Type 1 diabetes occurs when destruction of the pancreatic islet beta cells, usually attributable to an autoimmune process, causes the pancreas to produces too little insulin or none at all.


We conducted a systematic review and aimed to answer the following clinical questions: What are the effects of intensive treatment programmes and educational interventions in adults and adolescents with type 1 diabetes? What are the effects of different insulin regimens on glycaemic control in adults and adolescents with type 1 diabetes? We searched: Medline, Embase, The Cochrane Library, and other important databases up to December 2006 (BMJ Clinical Evidence reviews are updated periodically; please check our website for the most up-to-date version of this review). We included harms alerts from relevant organisations such as the US Food and Drug Administration (FDA) and the UK Medicines and Healthcare products Regulatory Agency (MHRA).

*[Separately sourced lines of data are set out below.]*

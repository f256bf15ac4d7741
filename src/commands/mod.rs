pub mod general;
pub mod owner;
pub mod panel;
pub mod ticket;

pub use general::{help, ping, setprefix, stats};
pub use owner::{blacklist, recentlogs, unblacklist};
pub use panel::panel;
pub use ticket::{add, claim, close, history, lock, priority, remove, unlock};

use poise::serenity_prelude as serenity;
use tracing::{error, warn};

use crate::error::TicketError;
use crate::managers::Actor;
use crate::messages;
use crate::{Context, Error};

/// The invoking member as a ticket actor
pub async fn actor(ctx: Context<'_>) -> Result<Actor, Error> {
    let member = ctx
        .author_member()
        .await
        .ok_or("This command can only be used in a server")?;
    let permissions = member
        .permissions
        .or_else(|| ctx.guild().map(|guild| guild.member_permissions(&member)));
    Ok(Actor::from_member(&member, permissions))
}

/// Reply with the user-facing text of a ticket error
///
/// Errors the user can't act on are logged as well.
pub async fn reply_error(ctx: Context<'_>, err: &TicketError) -> Result<(), Error> {
    log_ticket_error(ctx.command().qualified_name.as_str(), err);
    ctx.send(
        poise::CreateReply::default()
            .embed(
                serenity::CreateEmbed::new()
                    .description(messages::error_message(err))
                    .color(0xED4245),
            )
            .ephemeral(true),
    )
    .await?;
    Ok(())
}

pub async fn reply_success(ctx: Context<'_>, text: impl Into<String>) -> Result<(), Error> {
    ctx.send(
        poise::CreateReply::default()
            .embed(
                serenity::CreateEmbed::new()
                    .description(text)
                    .color(0x57F287),
            )
            .ephemeral(true),
    )
    .await?;
    Ok(())
}

pub fn log_ticket_error(operation: &str, err: &TicketError) {
    match err {
        TicketError::Persistence { .. }
        | TicketError::Surface { .. }
        | TicketError::Discord { .. }
        | TicketError::InvalidSettings { .. } => {
            error!("{} failed: {}", operation, err);
        }
        _ => warn!("{} rejected: {}", operation, err),
    }
}
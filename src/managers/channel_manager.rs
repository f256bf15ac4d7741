use async_trait::async_trait;
use poise::serenity_prelude::{
    self as serenity, ChannelId, GuildId, Http, Permissions, RoleId, UserId,
};
use std::sync::Arc;
use tracing::{debug, info, warn};

use super::notifier::{SurfaceError, SurfaceRequest, TicketSurface};
use crate::components;
use crate::config::BotSettings;
use crate::error::Result;
use crate::messages;
use crate::state::{Priority, Ticket};

/// Category ticket channels are created under
pub const TICKETS_CATEGORY_NAME: &str = "Tickets";

/// Members fetched when adding staff to a thread ticket
const STAFF_MEMBER_SCAN_LIMIT: u64 = 1000;

/// Name of a ticket's channel or thread, e.g. `🟠ticket-0042`
pub fn ticket_channel_name(priority: Priority, ticket_number: u64) -> String {
    format!("{}ticket-{:04}", priority.emoji(), ticket_number)
}

fn participant_permissions() -> Permissions {
    Permissions::VIEW_CHANNEL
        | Permissions::SEND_MESSAGES
        | Permissions::READ_MESSAGE_HISTORY
        | Permissions::ATTACH_FILES
        | Permissions::EMBED_LINKS
}

/// The @everyone role shares its id with the guild
fn everyone_role(guild_id: GuildId) -> RoleId {
    RoleId::new(guild_id.get())
}

/// Permission overwrites of a ticket channel: hidden from everyone, open to
/// the creator, the category's staff roles and the bot
pub fn ticket_overwrites(
    guild_id: GuildId,
    creator: UserId,
    staff_roles: &[RoleId],
    bot_id: UserId,
) -> Vec<serenity::PermissionOverwrite> {
    let mut overwrites = vec![
        serenity::PermissionOverwrite {
            allow: Permissions::empty(),
            deny: Permissions::VIEW_CHANNEL,
            kind: serenity::PermissionOverwriteType::Role(everyone_role(guild_id)),
        },
        serenity::PermissionOverwrite {
            allow: participant_permissions(),
            deny: Permissions::empty(),
            kind: serenity::PermissionOverwriteType::Member(creator),
        },
    ];

    for role in staff_roles {
        overwrites.push(serenity::PermissionOverwrite {
            allow: participant_permissions() | Permissions::MANAGE_MESSAGES,
            deny: Permissions::empty(),
            kind: serenity::PermissionOverwriteType::Role(*role),
        });
    }

    overwrites.push(serenity::PermissionOverwrite {
        allow: participant_permissions() | Permissions::MANAGE_CHANNELS | Permissions::MANAGE_MESSAGES,
        deny: Permissions::empty(),
        kind: serenity::PermissionOverwriteType::Member(bot_id),
    });

    overwrites
}

/// Embed at the top of every ticket
pub fn ticket_embed(
    ticket_number: u64,
    category: &str,
    subject: &str,
    description: &str,
    priority: Priority,
    settings: &BotSettings,
    image: Option<&str>,
) -> serenity::CreateEmbed {
    let mut embed = serenity::CreateEmbed::new()
        .title(format!("🎫 Ticket #{:04}", ticket_number))
        .description(format!("**{}**\n\n{}", subject, description))
        .field("Category", category, true)
        .field(
            "Priority",
            format!("{} {}", priority.emoji(), settings.priority_label(priority)),
            true,
        )
        .color(priority.color())
        .timestamp(serenity::Timestamp::now());
    if let Some(image) = image {
        embed = embed.image(image);
    }
    embed
}

/// Opens and maintains ticket channels and threads on Discord
pub struct DiscordSurface {
    http: Arc<Http>,

    settings: Arc<BotSettings>,

    /// The bot's own user, granted access to every ticket channel
    bot_id: UserId,
}

impl DiscordSurface {
    pub fn new(http: Arc<Http>, settings: Arc<BotSettings>, bot_id: UserId) -> Self {
        Self {
            http,
            settings,
            bot_id,
        }
    }

    fn http(&self) -> &Http {
        self.http.as_ref()
    }

    async fn is_thread(&self, channel_id: ChannelId) -> Result<bool> {
        let channel = channel_id.to_channel(self.http()).await?;
        Ok(channel
            .guild()
            .map(|c| c.thread_metadata.is_some())
            .unwrap_or(false))
    }

    /// Find the tickets category, creating it if needed
    async fn ensure_tickets_category(&self, guild_id: GuildId) -> Result<ChannelId> {
        let channels = guild_id.channels(self.http()).await?;
        if let Some(category) = channels.values().find(|c| {
            c.kind == serenity::ChannelType::Category && c.name == TICKETS_CATEGORY_NAME
        }) {
            return Ok(category.id);
        }

        let category = guild_id
            .create_channel(
                self.http(),
                serenity::CreateChannel::new(TICKETS_CATEGORY_NAME)
                    .kind(serenity::ChannelType::Category),
            )
            .await?;
        info!("Created tickets category in guild {}", guild_id);
        Ok(category.id)
    }

    async fn open_thread(
        &self,
        request: &SurfaceRequest,
        name: &str,
    ) -> std::result::Result<ChannelId, SurfaceError> {
        let parent = request
            .panel_channel_id
            .ok_or_else(|| SurfaceError::new("the panel has not been published yet"))?;

        let thread = parent
            .create_thread(
                self.http(),
                serenity::CreateThread::new(name)
                    .kind(serenity::ChannelType::PrivateThread)
                    .invitable(false),
            )
            .await?;
        thread.id.add_thread_member(self.http(), request.user_id).await?;

        // Staff are added best effort
        if !request.category.staff_role_ids.is_empty() {
            match request
                .guild_id
                .members(self.http(), Some(STAFF_MEMBER_SCAN_LIMIT), None::<UserId>)
                .await
            {
                Ok(members) => {
                    for member in members
                        .iter()
                        .filter(|m| m.roles.iter().any(|r| request.category.is_staff_role(*r)))
                    {
                        if let Err(e) = thread.id.add_thread_member(self.http(), member.user.id).await
                        {
                            warn!("Failed to add {} to thread {}: {}", member.user.id, thread.id, e);
                        }
                    }
                }
                Err(e) => warn!("Failed to list members of guild {}: {}", request.guild_id, e),
            }
        }

        Ok(thread.id)
    }

    async fn open_channel(
        &self,
        request: &SurfaceRequest,
        name: &str,
    ) -> std::result::Result<ChannelId, SurfaceError> {
        let category_id = self
            .ensure_tickets_category(request.guild_id)
            .await
            .map_err(|e| SurfaceError::new(e.to_string()))?;
        let overwrites = ticket_overwrites(
            request.guild_id,
            request.user_id,
            &request.category.staff_role_ids,
            self.bot_id,
        );

        let channel = request
            .guild_id
            .create_channel(
                self.http(),
                serenity::CreateChannel::new(name)
                    .kind(serenity::ChannelType::Text)
                    .category(category_id)
                    .topic(format!(
                        "Ticket #{:04} | {} | {}",
                        request.ticket_number, request.category.name, request.subject
                    ))
                    .permissions(overwrites),
            )
            .await?;
        Ok(channel.id)
    }

    async fn post_welcome(&self, request: &SurfaceRequest, channel_id: ChannelId) -> Result<()> {
        let staff_mentions = request
            .category
            .staff_role_ids
            .iter()
            .map(|role| format!("<@&{}>", role))
            .collect::<Vec<_>>()
            .join(" ");

        let message = serenity::CreateMessage::new()
            .content(messages::ticket_welcome_message(
                &format!("<@{}>", request.user_id),
                &staff_mentions,
            ))
            .embed(ticket_embed(
                request.ticket_number,
                &request.category.name,
                &request.subject,
                &request.description,
                request.priority,
                &self.settings,
                request.panel_image.as_deref(),
            ))
            .components(components::control_buttons());

        channel_id.send_message(self.http(), message).await?;
        Ok(())
    }

    /// Stop (or allow again) the creator writing in the ticket
    pub async fn set_locked(&self, ticket: &Ticket, locked: bool) -> Result<()> {
        if self.is_thread(ticket.channel_id).await? {
            ticket
                .channel_id
                .edit_thread(self.http(), serenity::EditThread::new().locked(locked))
                .await?;
        } else {
            let (allow, deny) = if locked {
                (
                    Permissions::VIEW_CHANNEL | Permissions::READ_MESSAGE_HISTORY,
                    Permissions::SEND_MESSAGES,
                )
            } else {
                (participant_permissions(), Permissions::empty())
            };
            ticket
                .channel_id
                .create_permission(
                    self.http(),
                    serenity::PermissionOverwrite {
                        allow,
                        deny,
                        kind: serenity::PermissionOverwriteType::Member(ticket.user_id),
                    },
                )
                .await?;
        }
        debug!("Surface {} locked={}", ticket.channel_id, locked);
        Ok(())
    }

    pub async fn add_user(&self, channel_id: ChannelId, user_id: UserId) -> Result<()> {
        if self.is_thread(channel_id).await? {
            channel_id.add_thread_member(self.http(), user_id).await?;
        } else {
            channel_id
                .create_permission(
                    self.http(),
                    serenity::PermissionOverwrite {
                        allow: participant_permissions(),
                        deny: Permissions::empty(),
                        kind: serenity::PermissionOverwriteType::Member(user_id),
                    },
                )
                .await?;
        }
        info!("Added {} to ticket {}", user_id, channel_id);
        Ok(())
    }

    pub async fn remove_user(&self, channel_id: ChannelId, user_id: UserId) -> Result<()> {
        if self.is_thread(channel_id).await? {
            channel_id.remove_thread_member(self.http(), user_id).await?;
        } else {
            channel_id
                .delete_permission(
                    self.http(),
                    serenity::PermissionOverwriteType::Member(user_id),
                )
                .await?;
        }
        info!("Removed {} from ticket {}", user_id, channel_id);
        Ok(())
    }

    /// Rename the surface after a priority change
    pub async fn rename(&self, ticket: &Ticket) -> Result<()> {
        let name = ticket_channel_name(ticket.priority, ticket.ticket_number);
        if self.is_thread(ticket.channel_id).await? {
            ticket
                .channel_id
                .edit_thread(self.http(), serenity::EditThread::new().name(name))
                .await?;
        } else {
            ticket
                .channel_id
                .edit(self.http(), serenity::EditChannel::new().name(name))
                .await?;
        }
        Ok(())
    }

    pub async fn delete(&self, channel_id: ChannelId) -> Result<()> {
        channel_id.delete(self.http()).await?;
        info!("Deleted ticket surface {}", channel_id);
        Ok(())
    }
}

#[async_trait]
impl TicketSurface for DiscordSurface {
    async fn open(&self, request: &SurfaceRequest) -> std::result::Result<ChannelId, SurfaceError> {
        let name = ticket_channel_name(request.priority, request.ticket_number);
        let channel_id = if request.as_thread {
            self.open_thread(request, &name).await?
        } else {
            self.open_channel(request, &name).await?
        };

        if let Err(e) = self.post_welcome(request, channel_id).await {
            warn!("Failed to post welcome message in {}: {}", channel_id, e);
            if let Err(e) = self.delete(channel_id).await {
                warn!("Failed to remove half-opened ticket {}: {}", channel_id, e);
            }
            return Err(SurfaceError::new(e.to_string()));
        }

        info!(
            "Opened {} {} for ticket #{:04} in guild {}",
            if request.as_thread { "thread" } else { "channel" },
            channel_id,
            request.ticket_number,
            request.guild_id
        );
        Ok(channel_id)
    }

    async fn discard(&self, _guild_id: GuildId, channel_id: ChannelId) -> std::result::Result<(), SurfaceError> {
        self.delete(channel_id)
            .await
            .map_err(|e| SurfaceError::new(e.to_string()))
    }
}

/// Shared surface type
pub type SharedDiscordSurface = Arc<DiscordSurface>;

pub fn create_shared_discord_surface(
    http: Arc<Http>,
    settings: Arc<BotSettings>,
    bot_id: UserId,
) -> SharedDiscordSurface {
    Arc::new(DiscordSurface::new(http, settings, bot_id))
}
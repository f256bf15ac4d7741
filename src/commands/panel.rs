use poise::serenity_prelude as serenity;
use tracing::{info, warn};

use super::{reply_error, reply_success};
use crate::components;
use crate::config::{ButtonColor, Category, PanelConfig, PanelStyle, DEFAULT_PANEL_COLOR};
use crate::error::TicketError;
use crate::{Context, Error};

/// Parse a `#RRGGBB` or `RRGGBB` color
fn parse_color(input: &str) -> Option<u32> {
    let hex = input.trim().trim_start_matches('#');
    if hex.len() != 6 {
        return None;
    }
    u32::from_str_radix(hex, 16).ok()
}

/// Configure the ticket panel of this server
#[poise::command(
    slash_command,
    prefix_command,
    guild_only,
    required_permissions = "ADMINISTRATOR",
    subcommands("setup", "category_add", "category_remove", "publish", "logs"),
    subcommand_required
)]
pub async fn panel(_ctx: Context<'_>) -> Result<(), Error> {
    Ok(())
}

/// Create or update the panel; existing categories are kept
#[poise::command(slash_command, prefix_command, guild_only, required_permissions = "ADMINISTRATOR")]
pub async fn setup(
    ctx: Context<'_>,
    #[description = "Panel title"] title: String,
    #[description = "Panel description"] description: String,
    #[description = "Dropdown menu or one button per category"] style: PanelStyle,
    #[description = "Open tickets as private threads instead of channels"] thread_tickets: Option<bool>,
    #[description = "Embed color, e.g. #5865F2"] color: Option<String>,
    #[description = "Image URL"] image: Option<String>,
    #[description = "Thumbnail URL"] thumbnail: Option<String>,
) -> Result<(), Error> {
    let guild_id = ctx.guild_id().ok_or("This command must be used in a guild")?;
    let data = ctx.data();

    let color = match color.as_deref().map(parse_color) {
        Some(Some(color)) => color,
        Some(None) => {
            ctx.send(
                poise::CreateReply::default()
                    .content("❌ Invalid color, use a hex value like `#5865F2`.")
                    .ephemeral(true),
            )
            .await?;
            return Ok(());
        }
        None => DEFAULT_PANEL_COLOR,
    };

    let thread_tickets = thread_tickets.unwrap_or(data.settings.thread_ticket_default);
    let mut panel = PanelConfig::new(&title, &description, style, thread_tickets);
    panel.color = color;
    panel.image = image;
    panel.thumbnail = thumbnail;

    match data.panels.setup_panel(guild_id, panel).await {
        Ok(stored) => {
            reply_success(
                ctx,
                format!(
                    "✅ Panel saved with {} categories. Add categories with `/panel category-add`, then `/panel publish`.",
                    stored.categories.len()
                ),
            )
            .await
        }
        Err(e) => reply_error(ctx, &e).await,
    }
}

/// Add a ticket category
#[poise::command(
    slash_command,
    prefix_command,
    guild_only,
    required_permissions = "ADMINISTRATOR",
    rename = "category-add"
)]
pub async fn category_add(
    ctx: Context<'_>,
    #[description = "Category name"] name: String,
    #[description = "Role that manages tickets of this category"] staff_role: serenity::Role,
    #[description = "Additional staff role"] extra_staff_role: Option<serenity::Role>,
    #[description = "Emoji shown on the panel"] emoji: Option<String>,
    #[description = "Button color (buttons panel)"] color: Option<ButtonColor>,
) -> Result<(), Error> {
    let guild_id = ctx.guild_id().ok_or("This command must be used in a guild")?;

    let name = name.trim().to_string();
    let mut category = Category::new(&name)
        .with_staff_roles(std::iter::once(staff_role.id).chain(extra_staff_role.map(|r| r.id)));
    category.emoji = emoji.filter(|e| !e.trim().is_empty());
    category.color = color.unwrap_or_default();

    match ctx.data().panels.add_category(guild_id, category).await {
        Ok(panel) => {
            reply_success(
                ctx,
                format!(
                    "✅ Added category **{}** ({} of {} slots used). Run `/panel publish` to update the panel.",
                    name,
                    panel.categories.len(),
                    crate::config::MAX_CATEGORIES
                ),
            )
            .await
        }
        Err(e) => reply_error(ctx, &e).await,
    }
}

/// Remove a ticket category
#[poise::command(
    slash_command,
    prefix_command,
    guild_only,
    required_permissions = "ADMINISTRATOR",
    rename = "category-remove"
)]
pub async fn category_remove(
    ctx: Context<'_>,
    #[description = "Category name"] name: String,
) -> Result<(), Error> {
    let guild_id = ctx.guild_id().ok_or("This command must be used in a guild")?;

    match ctx.data().panels.remove_category(guild_id, name.trim()).await {
        Ok(removed) => {
            reply_success(
                ctx,
                format!(
                    "✅ Removed category **{}**. Open tickets of this category can now only be managed by administrators.",
                    removed.name
                ),
            )
            .await
        }
        Err(e) => reply_error(ctx, &e).await,
    }
}

/// Post the panel so members can open tickets
#[poise::command(slash_command, prefix_command, guild_only, required_permissions = "ADMINISTRATOR")]
pub async fn publish(
    ctx: Context<'_>,
    #[description = "Channel to post the panel in (default: this channel)"]
    channel: Option<serenity::GuildChannel>,
) -> Result<(), Error> {
    let guild_id = ctx.guild_id().ok_or("This command must be used in a guild")?;
    let data = ctx.data();
    let http = ctx.serenity_context().http.as_ref();

    let panel = match data.panels.require_panel(guild_id).await {
        Ok(panel) => panel,
        Err(e) => return reply_error(ctx, &e).await,
    };
    if panel.categories.is_empty() {
        ctx.send(
            poise::CreateReply::default()
                .content("❌ Add at least one category with `/panel category-add` first.")
                .ephemeral(true),
        )
        .await?;
        return Ok(());
    }

    let channel_id = channel.map(|c| c.id).unwrap_or_else(|| ctx.channel_id());

    // Replace the previously published panel message
    if let (Some(old_channel), Some(old_message)) = (panel.channel_id, panel.message_id) {
        if let Err(e) = old_channel.delete_message(http, old_message).await {
            warn!("Could not remove previous panel message {}: {}", old_message, e);
        }
    }

    let message = channel_id
        .send_message(
            http,
            serenity::CreateMessage::new()
                .embed(components::panel_embed(&panel))
                .components(components::panel_components(&panel)),
        )
        .await
        .map_err(TicketError::from);
    let message = match message {
        Ok(message) => message,
        Err(e) => return reply_error(ctx, &e).await,
    };

    if let Err(e) = data
        .panels
        .mark_published(guild_id, channel_id, message.id)
        .await
    {
        return reply_error(ctx, &e).await;
    }

    info!("Published panel of guild {} in {}", guild_id, channel_id);
    reply_success(ctx, format!("✅ Panel published in <#{}>", channel_id)).await
}

/// Set the channel closed tickets are logged to
#[poise::command(slash_command, prefix_command, guild_only, required_permissions = "ADMINISTRATOR")]
pub async fn logs(
    ctx: Context<'_>,
    #[description = "Logs channel; leave empty to stop logging"] channel: Option<serenity::GuildChannel>,
) -> Result<(), Error> {
    let guild_id = ctx.guild_id().ok_or("This command must be used in a guild")?;
    let channel_id = channel.map(|c| c.id);

    match ctx.data().panels.set_logs_channel(guild_id, channel_id).await {
        Ok(()) => {
            let text = match channel_id {
                Some(id) => format!("✅ Closed tickets will be logged to <#{}>", id),
                None => "✅ Ticket logging disabled".to_string(),
            };
            reply_success(ctx, text).await
        }
        Err(e) => reply_error(ctx, &e).await,
    }
}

We found 16 systematic reviews, RCTs, or observational studies that met our inclusion criteria. We performed a GRADE evaluation of the quality of evidence for interventions.


In this systematic review, we present information relating to the effectiveness and safety of the following interventions: different frequencies of insulin administration (continuous subcutaneous insulin infusion compared with multiple daily subcutaneous insulin injections); different frequencies of blood glucose self-monitoring; educational interventions; and intensive treatment programmes.